**Assignment:** How do the lines below between the ones holding "it in place." and "types, variables, procedures", inclusive, read? Give them again exactly, with no other lines.

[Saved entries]
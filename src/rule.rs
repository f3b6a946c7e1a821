//! Prefix rules: the mapping from a literal input prefix to a suggestion
//! category and display icon.
//!
//! A rule like `brand:` marks the rest of the input as a query against the
//! `brand` suggestion category. Rules are static configuration: they are
//! checked in list order and the first rule whose prefix starts the
//! (lowercased) input wins.
//!
//! # Examples
//!
//! ```rust
//! use bubbletea_suggest::rule::{match_rule, PrefixRule};
//!
//! let rules = vec![PrefixRule::new("brand:", "brand", "®")];
//! let (rule, query) = match_rule(&rules, "Brand: merino ").unwrap();
//! assert_eq!(rule.category, "brand");
//! assert_eq!(query, "merino");
//! assert_eq!(rule.formatted("merino wool"), "brand:\"merino wool\"");
//! ```

/// A configured mapping from a literal text prefix to a suggestion category
/// and a display icon token.
#[derive(Debug, Clone, PartialEq, Eq)]
pub struct PrefixRule {
    /// The literal prefix, e.g. `tag:`. Matched case-insensitively.
    pub prefix: String,
    /// The suggestion category sent to the remote endpoint.
    pub category: String,
    /// A short token rendered next to the category in the panel header.
    pub icon_token: String,
}

impl PrefixRule {
    /// Creates a rule.
    pub fn new(
        prefix: impl Into<String>,
        category: impl Into<String>,
        icon_token: impl Into<String>,
    ) -> Self {
        Self {
            prefix: prefix.into(),
            category: category.into(),
            icon_token: icon_token.into(),
        }
    }

    /// Returns the query text when this rule's prefix starts the value.
    ///
    /// The comparison is case-insensitive on the lowercased value; the query
    /// is the remainder after the prefix, trimmed of surrounding whitespace.
    pub fn match_value<'a>(&self, value: &'a str) -> Option<&'a str> {
        let head = value.get(..self.prefix.len())?;
        if head.to_lowercase() == self.prefix.to_lowercase() {
            Some(value[self.prefix.len()..].trim())
        } else {
            None
        }
    }

    /// Returns the formatted input value for a suggestion under this rule.
    ///
    /// The suggestion is concatenated directly after the prefix. A
    /// `brand`-category suggestion containing whitespace is double-quoted so
    /// the committed value survives tokenization by the host's search.
    pub fn formatted(&self, suggestion: &str) -> String {
        if self.category == "brand" && suggestion.contains(char::is_whitespace) {
            format!("{}\"{}\"", self.prefix, suggestion)
        } else {
            format!("{}{}", self.prefix, suggestion)
        }
    }
}

/// Returns the first rule whose prefix starts the value, with the extracted
/// query, or `None` when no rule matches.
pub fn match_rule<'a, 'b>(
    rules: &'a [PrefixRule],
    value: &'b str,
) -> Option<(&'a PrefixRule, &'b str)> {
    rules
        .iter()
        .find_map(|rule| rule.match_value(value).map(|query| (rule, query)))
}

/// Drops rules whose literal prefix already appeared earlier in the list.
///
/// Two rules with the same prefix would make the first-match-wins order
/// ambiguous to configure, so only the first occurrence is kept.
pub fn dedup_rules(rules: Vec<PrefixRule>) -> Vec<PrefixRule> {
    let mut kept: Vec<PrefixRule> = Vec::with_capacity(rules.len());
    for rule in rules {
        if kept.iter().any(|r| r.prefix == rule.prefix) {
            tracing::debug!(prefix = %rule.prefix, "dropping duplicate prefix rule");
            continue;
        }
        kept.push(rule);
    }
    kept
}

/// The default four-category rule set.
pub fn default_rules() -> Vec<PrefixRule> {
    vec![
        PrefixRule::new("tag:", "tag", "#"),
        PrefixRule::new("cat:", "category", "▸"),
        PrefixRule::new("brand:", "brand", "®"),
        PrefixRule::new("loc:", "location", "@"),
    ]
}

#[cfg(test)]
mod tests {
    use super::*;

    #[test]
    fn first_matching_rule_wins() {
        let rules = vec![
            PrefixRule::new("cat:", "category", "▸"),
            PrefixRule::new("category:", "category-long", "▸"),
        ];
        let (rule, query) = match_rule(&rules, "cat:hats").unwrap();
        assert_eq!(rule.category, "category");
        assert_eq!(query, "hats");
    }

    #[test]
    fn matching_is_case_insensitive() {
        let rules = default_rules();
        let (rule, query) = match_rule(&rules, "TAG:Wool").unwrap();
        assert_eq!(rule.prefix, "tag:");
        assert_eq!(query, "Wool");
    }

    #[test]
    fn query_is_trimmed() {
        let rule = PrefixRule::new("tag:", "tag", "#");
        assert_eq!(rule.match_value("tag:  wool  "), Some("wool"));
        assert_eq!(rule.match_value("tag:"), Some(""));
    }

    #[test]
    fn no_rule_matches_plain_text() {
        assert!(match_rule(&default_rules(), "plain search").is_none());
        assert!(match_rule(&default_rules(), "ta").is_none());
    }

    #[test]
    fn multibyte_input_does_not_panic() {
        let rules = default_rules();
        assert!(match_rule(&rules, "日本語のテキスト").is_none());
    }

    #[test]
    fn brand_values_with_spaces_are_quoted() {
        let brand = PrefixRule::new("brand:", "brand", "®");
        assert_eq!(brand.formatted("merino"), "brand:merino");
        assert_eq!(brand.formatted("merino wool"), "brand:\"merino wool\"");
    }

    #[test]
    fn non_brand_values_are_never_quoted() {
        let tag = PrefixRule::new("tag:", "tag", "#");
        assert_eq!(tag.formatted("hand wash"), "tag:hand wash");
    }

    #[test]
    fn duplicate_prefixes_keep_the_first_rule() {
        let rules = dedup_rules(vec![
            PrefixRule::new("tag:", "tag", "#"),
            PrefixRule::new("tag:", "other", "?"),
            PrefixRule::new("cat:", "category", "▸"),
        ]);
        assert_eq!(rules.len(), 2);
        assert_eq!(rules[0].category, "tag");
    }
}
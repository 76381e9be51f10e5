//! Parser-facing compilation units.
//!
//! The concrete parser is an external collaborator. It produces a [`RawUnit`]
//! per source text: declaration stubs in source order, import clauses, and
//! the module initializer, with every identifier reference carrying only its
//! lexical name and every type expression left as a qualified placeholder.
//! The declaration pass turns a raw unit into a module entity; later passes
//! resolve and check it in place.

use crate::ast::named::NamedRef;
use crate::ast::stmt::StatSeq;
use crate::ast::types::TypeRef;
use crate::foundation::{FileId, Loc, ModPath};

/// An unresolved compilation unit as delivered by the parser.
#[derive(Debug)]
pub struct RawUnit {
    /// Full dotted path of the module
    pub path: ModPath,
    /// Source file the unit was parsed from
    pub file: FileId,
    /// Position of the module header
    pub loc: Loc,
    /// Whether this is a definition module (declarations only, no bodies)
    pub is_def: bool,
    /// Generic meta parameters of a generic module
    pub meta_params: Vec<NamedRef>,
    /// Import clauses in source order
    pub imports: Vec<RawImport>,
    /// Declarations in source order: constants, types, variables, procedures
    pub decls: Vec<NamedRef>,
    /// Module initializer
    pub body: StatSeq,
}

/// An import clause as written in source.
#[derive(Debug)]
pub struct RawImport {
    /// Local name: the alias if present, the last path segment otherwise
    pub alias: Option<String>,
    /// Position of the alias, if one was written
    pub alias_loc: Option<Loc>,
    /// Dotted path of the imported module
    pub path: ModPath,
    /// Generic actual types for instantiating imports
    pub actuals: Vec<TypeRef>,
    /// Position of the clause
    pub loc: Loc,
}

impl RawImport {
    /// The name the import is known by inside the importing module.
    pub fn local_name(&self) -> &str {
        self.alias.as_deref().unwrap_or_else(|| self.path.name())
    }
}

**Exercise answer:**
//! resolve and check it in place.

use crate::ast::named::NamedRef;
use crate::ast::stmt::StatSeq;
use crate::ast::types::TypeRef;
use crate::foundation::{FileId, Loc, ModPath};

/// An unresolved compilation unit as delivered by the parser.
#[derive(Debug)]
pub struct RawUnit {
    /// Full dotted path of the module
    pub path: ModPath,
    /// Source file the unit was parsed from
    pub file: FileId,
    /// Position of the module header
    pub loc: Loc,
    /// Whether this is a definition module (declarations only, no bodies)
    pub is_def: bool,
    /// Generic meta parameters of a generic module
    pub meta_params: Vec<NamedRef>,
    /// Import clauses in source order
    pub imports: Vec<RawImport>,
    /// Declarations in source order: constants, types, variables, procedures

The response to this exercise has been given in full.